The ACM uses the individual missile sensors as an array to sweep an area. So while one missile is myopic - a launch of 48 (1 set of 6 pods) with networked ACMs is more like a bee or Fly's eye, and much more able to search a spanse, with the ACM assigning a region for each missile to search, and coordinating the amalgamated output.

Theemile wrote:However, if they do manage to sense the Spider drive, I believe we can all agree that one of Manticore's logical first objectives is to give their missiles the capability to attack them.... or what is the point of the entire exercise?

So, if they do find a way to see the spider drive or burn through the MAN stealth - the Mk 23E will have that capability VERY soon thereafter.


cthia wrote:But... there are two points of the exercise.

1) To simply detect that the system has just been infected and may be under attack shortly. WAKE UP MANTICORE!!! WAKE UP RMN!!!

2) Accurately track them from mobile ships.

It is an alarm only until it proves it functions as needed. Just like the reliability of enemy radar from long ranges during WWII. That does not mean you'll be able to continually track them. For one, warships can drop below radar.

But, if a huge system array is needed simply to locate that the system may have just been compromised, does not automatically suggest the ability to be able to "tactically" track the Spider. You cannot assume the tech can be miniaturized enough to be deployed aboard warships, let alone a single already bloated command missile.

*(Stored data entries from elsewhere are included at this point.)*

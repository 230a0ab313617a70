use std::collections::HashMap;
use std::sync::{Mutex, MutexGuard};

use anyhow::{anyhow, Result};

use super::backend::Backend;
use super::model::SecretRecord;

#[derive(Default)]
struct Tables {
    secrets: HashMap<String, SecretRecord>,
    nonces: HashMap<String, i64>,
}

/// Process-local backend. Nothing survives a restart.
#[derive(Default)]
pub struct MemoryBackend {
    tables: Mutex<Tables>,
}

impl MemoryBackend {
    pub fn new() -> Self {
        Self::default()
    }

    fn lock(&self) -> Result<MutexGuard<'_, Tables>> {
        self.tables
            .lock()
            .map_err(|_| anyhow!("memory backend lock poisoned"))
    }
}

impl Backend for MemoryBackend {
    fn insert_new(&self, record: &SecretRecord) -> Result<bool> {
        let mut tables = self.lock()?;
        if tables.secrets.contains_key(&record.id) {
            return Ok(false);
        }
        tables.secrets.insert(record.id.clone(), record.clone());
        Ok(true)
    }

    fn load(&self, id: &str) -> Result<Option<SecretRecord>> {
        Ok(self.lock()?.secrets.get(id).cloned())
    }

    fn compare_and_swap(&self, id: &str, expected: u64, next: Option<&SecretRecord>) -> Result<bool> {
        let mut tables = self.lock()?;
        match tables.secrets.get(id) {
            Some(current) if current.revision == expected => {}
            _ => return Ok(false),
        }
        match next {
            Some(record) => {
                tables.secrets.insert(id.to_owned(), record.clone());
            }
            None => {
                tables.secrets.remove(id);
            }
        }
        Ok(true)
    }

    fn delete_expired(&self, now: i64) -> Result<usize> {
        let mut tables = self.lock()?;
        let before = tables.secrets.len();
        tables.secrets.retain(|_, record| !record.is_expired(now));
        tables.nonces.retain(|_, expires_at| *expires_at > now);
        Ok(before - tables.secrets.len())
    }

    fn claim_nonce(&self, nonce: &str, expires_at: i64, now: i64) -> Result<bool> {
        let mut tables = self.lock()?;
        if let Some(held_until) = tables.nonces.get(nonce) {
            if *held_until > now {
                return Ok(false);
            }
        }
        tables.nonces.insert(nonce.to_owned(), expires_at);
        Ok(true)
    }
}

I'll say it again, the whole point of this entire exercise is to protect against spider drive craft, and just seeing them is worthless if you don't have a weapon which can engage them. So the very next thing the RMN will do after they make the sensor, is to find a way their missiles (or another ranged weapon of some type) can attack the target localized by said sensor. What that will take in shape, time and material is yet to be seen, but without weapons to engage such a target, the sensor itself is pointless.
******
RFC said "refitting a Beowulfan SD to Manticoran standards would be just as difficult as refitting a standard SLN SD to those standards. In other words, it would be cheaper and faster to build new ships."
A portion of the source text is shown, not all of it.